• journal_title：American Mineralogist
• Contributor：Bernd Wunder ; Sandro Jahn ; Monika Koch-Müller ; Sergio Speziale
• Publisher：Mineralogical Society of America
• Date：2012-
• Format：text/html
• Language：en
• Identifier：10.2138/am.2012.4022
• journal_abbrev：American Mineralogist
• issn：0003-004X
• volume：97
• issue：7
• firstpage：1043
• section：Articles

First-principles calculations based on density-functional theory (DFT) and low-T IR spectroscopy were performed to gain more insight into the structure of the so-called 3.65 Å phase, a high-pressure phase of the composition MgSi(OH)₆. DFT-calculations predict a monoclinic symmetry with ordered sixfold-coordinated Mg and Si and six unique hydrogen sites as the most stable structure.

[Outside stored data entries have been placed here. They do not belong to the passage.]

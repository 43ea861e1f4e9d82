//! 10-channel KVM LED controller.
//!
//! Shares the LED init exchange; afterwards every command is a short
//! `DC DD` packet sent as one zero-padded 64-byte report.

use crate::config::DriverConfig;
use crate::device::driver::{Connection, DeviceDriver, Opener};
use crate::device::hid_lcd::{HandshakeExchange, handshake_with_retries};
use crate::device::transport::{Sleeper, Transport};
use crate::error::{Result, TrccError};
use crate::protocol::kvm::{
    KvmChannelState, KvmLedState, build_led, build_onoff, build_scene_save, build_state_query,
};
use crate::protocol::{
    DriverState, HandshakeResult, KVM_CHANNELS, LED_REPORT_SIZE, ProtocolKind, build_led_init,
    parse_led_response,
};

pub struct KvmLedDriver {
    conn: Connection<dyn Transport>,
    sleeper: Box<dyn Sleeper>,
    config: DriverConfig,
    led_state: KvmLedState,
    state: DriverState,
    info: Option<HandshakeResult>,
}

impl KvmLedDriver {
    pub fn new(opener: Opener<dyn Transport>, sleeper: Box<dyn Sleeper>, config: DriverConfig) -> Self {
        Self {
            conn: Connection::new(opener),
            sleeper,
            config,
            led_state: KvmLedState::default(),
            state: DriverState::Closed,
            info: None,
        }
    }

    pub fn led_state(&self) -> &KvmLedState {
        &self.led_state
    }

    pub fn set_channel(&mut self, channel: usize, state: KvmChannelState) -> Result<()> {
        let slot = self.led_state.channels.get_mut(channel).ok_or_else(|| {
            TrccError::InvalidInput(format!(
                "KVM channel {} out of range (0..{})",
                channel, KVM_CHANNELS
            ))
        })?;
        *slot = state;
        Ok(())
    }

    fn ensure_handshaken(&mut self) -> Result<()> {
        if matches!(self.state, DriverState::Closed | DriverState::Open) {
            let result = self.handshake()?;
            if let Some(reason) = result.error {
                return Err(TrccError::HandshakeFailed(reason));
            }
        }
        Ok(())
    }

    /// Send packets, each padded to one report.
    fn send_packets(&mut self, packets: &[Vec<u8>]) -> Result<()> {
        self.ensure_handshaken()?;
        self.state = DriverState::Sending;

        let timeout = self.config.hid_handshake_timeout();
        let outcome = (|| -> Result<()> {
            let transport = self.conn.get()?;
            for packet in packets {
                let mut report = packet.clone();
                report.resize(LED_REPORT_SIZE, 0);
                transport.write(&report, timeout)?;
            }
            Ok(())
        })();

        match outcome {
            Ok(()) => {
                self.sleeper.sleep(self.config.led_send_cooldown());
                self.state = DriverState::Handshaken;
                Ok(())
            }
            Err(e) => {
                tracing::error!("KVM LED send failed: {}", e);
                self.state = DriverState::Open;
                Err(e)
            }
        }
    }

    /// Push every channel's color and brightness.
    pub fn send_channels(&mut self) -> Result<()> {
        let packets: Vec<Vec<u8>> = (0..KVM_CHANNELS)
            .map(|ch| build_led(&self.led_state, ch as u8, self.led_state.channels[ch].mode))
            .collect();
        self.send_packets(&packets)
    }

    /// Push the on/off flags of all channels.
    pub fn send_onoff(&mut self, mode: u8) -> Result<()> {
        let packet = build_onoff(&self.led_state, mode);
        self.send_packets(&[packet])
    }

    /// Store the current state in a controller scene slot.
    pub fn save_scene(&mut self, scene: u8) -> Result<()> {
        let packet = build_scene_save(&self.led_state, scene);
        tracing::info!("Saving KVM LED scene {}", scene);
        self.send_packets(&[packet])
    }

    /// Ask the controller for its state and return the raw report.
    pub fn query_state(&mut self) -> Result<Vec<u8>> {
        self.send_packets(&[build_state_query()])?;
        let timeout = self.config.hid_handshake_timeout();
        self.conn.get()?.read(LED_REPORT_SIZE, timeout)
    }
}

impl DeviceDriver for KvmLedDriver {
    fn protocol(&self) -> ProtocolKind {
        ProtocolKind::KvmLed
    }

    fn state(&self) -> DriverState {
        self.state
    }

    fn handshake(&mut self) -> Result<HandshakeResult> {
        let init = build_led_init();
        let parse = |resp: &[u8]| parse_led_response(ProtocolKind::KvmLed, resp);
        let exchange = HandshakeExchange {
            protocol: ProtocolKind::KvmLed,
            init: &init,
            response_size: LED_REPORT_SIZE,
            parse: &parse,
        };

        let result = handshake_with_retries(&mut self.conn, &*self.sleeper, &self.config, &exchange);
        self.state = DriverState::Open;
        let result = result?;

        if result.is_ok() {
            tracing::info!("KVM LED handshake OK (pm={})", result.model_id);
            self.state = DriverState::Handshaken;
            self.info = Some(result.clone());
        }
        Ok(result)
    }

    /// `pixels` is packed RGB, one triple per channel; extra triples are ignored.
    fn send_frame(&mut self, pixels: &[u8], _width: u32, _height: u32) -> Result<()> {
        for (channel, rgb) in self
            .led_state
            .channels
            .iter_mut()
            .zip(pixels.chunks_exact(3))
        {
            channel.color = [rgb[0], rgb[1], rgb[2]];
        }
        self.send_channels()
    }

    fn close(&mut self) {
        self.conn.close_with(|t| t.close());
        self.state = DriverState::Closed;
        self.info = None;
    }

    fn handshake_info(&self) -> Option<&HandshakeResult> {
        self.info.as_ref()
    }
}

Adapting the structural parameters of the DFT-determined lowest-energy configuration and assuming (MgSi)-ordering, a new Rietveld refinement of the powder XRD pattern of the 3.65 Å phase was performed, which resulted in excellent refinement statistics and successful assignment of X-ray reflections that were unassigned in former structural models with orthorhombic symmetry. A configuration with ordered Mg and Si at the octahedral positions causes a small monoclinic distortion of the network of strongly tilted octahedra and thus leads to space group P2₁. The structural refinement yields the following unit-cell parameters: a = 5.1131(3), b = 5.1898(3), c = 7.3303(4) Å, β = 90.03(1)°, V = 194.52(2) ų, space group: P2₁, Z = 2, ρ = 2.637 g/cm³. The structure of the 3.65 Å phase can be considered as a modified A-site defective perovskite with a unique network of corner-sharing alternating Mg(OH)₆ and Si(OH)₆ octahedra and is probably related to the structure of stottite group minerals. Low-T IR spectroscopy confirms the presence of 6 different H-positions in the proposed structure. Measured IR-spectra and computed spectra compare favorably, which further supports the computed structure as the correct model for the 3.65 Å phase.